American Express Co. is ready for its new small-business program, OptBlue, to take the spotlight after several months of testing and a soft launch with acquirers.

OptBlue, an upgrade to Amex's OnePoint statement-consolidation program, allows acquirers to set pricing for merchants accepting $1 million or less in annual American Express transactions. Amex wants to send the message that is has become much easier and less expensive to do business with.

It was common to hear merchants complain about paying around 3.5% for Amex transactions when they paid only 2% on Visa or MasterCard transactions, says Trent Voigt, CEO of JetPay Payment Services, a unit of  Berwyn, Pa.-based acquirer JetPay Corp. "They were asking, why would they take American Express?"

Third-party acquirers can now establish prices to match Visa, MasterCard or Discover, says Ed Jay, Amex's executive vice president of merchant services for its America Group. He would not disclose Amex's U.S. rates.

"It's a big change for us, but with perceptions that the merchants believe we are significantly higher priced than we really are, this is a way to have pricing from acquirers," Jay says. "It is better for us and better for merchants."

American Express revealed OptBlue privately to acquirers in November 2013, and has only recently begun speaking openly about it. JetPay is one of the first acquirers in OptBlue.

"The program is really positive and all aspects are working properly," says Voight. The first 30 days of the program allowed JetPay and Amex to iron out any bugs needed to get OptBlue working, Voigt says.

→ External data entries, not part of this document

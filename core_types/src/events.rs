use crate::ScriptId;

/// Lifecycle of one detached script launch, reported back to the event loop
/// by a watcher task.
#[derive(Debug, Clone)]
pub enum LaunchEvent {
    Started { id: ScriptId },
    Exited { id: ScriptId, success: bool },
    Failed { id: ScriptId, error: String },
}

Merchants appreciate the single billing and single statement, and the fact that they get paid for Amex transactions sooner than in the past, Voigt says. "They were always having to balance all of their statements, in wondering how much was their Amex bill, and how much was Visa and MasterCard."

Small merchants had the perception that American Express was too expensive to deal with, Voigt says. The card brand's early marketing campaigns created that illusion as well with travelers' cards emphasizing global use at high-end restaurants and hotels, Voigt adds.

"The high-end use has eroded over the years, and American Express had to do this [OptBlue] to get in the game with small merchants," Voigt says.

Small merchants liked the idea that American Express delivered high-value cardholders, but didn't like that its transactions were priced differently, Jay says.

"Many aspects of dealing with American Express were different from dealing with the other card brands," Jay says. "With OptBlue, we are shifting the responsibility of all of those pieces to a third party."

OptBlue represents a far easier on-board process for merchants as well as "taking the perception that American Express is significantly higher-priced out of the equation," Jay says.

The program should be attractive to acquirers, says industry analyst Todd Ablowitz, president of Centennial, Colo.-based Double Diamond Group, LLC.

The vast majority of small merchants are below the $1 million mark in American Express volume, so the card brand's acquiring partners will be able to pitch OptBlue to a wide audience, Ablowitz says.

"The value exchange is what matters [to American Express]," Ablowitz says. "No longer do they have to take phone calls directly, no longer do they have to deal with chargebacks, no longer do they have the liability."

With servicing the account and liability being pushed down to the acquirer, it is "logical that the party who takes that on also gets some of the profit," he adds.

TransFirst is also live with OptBlue. Vantiv, Global Payments, Heartland and WorldPay plan to start soon as well. American Express will announce more acquiring partners over the next few months, Jay says.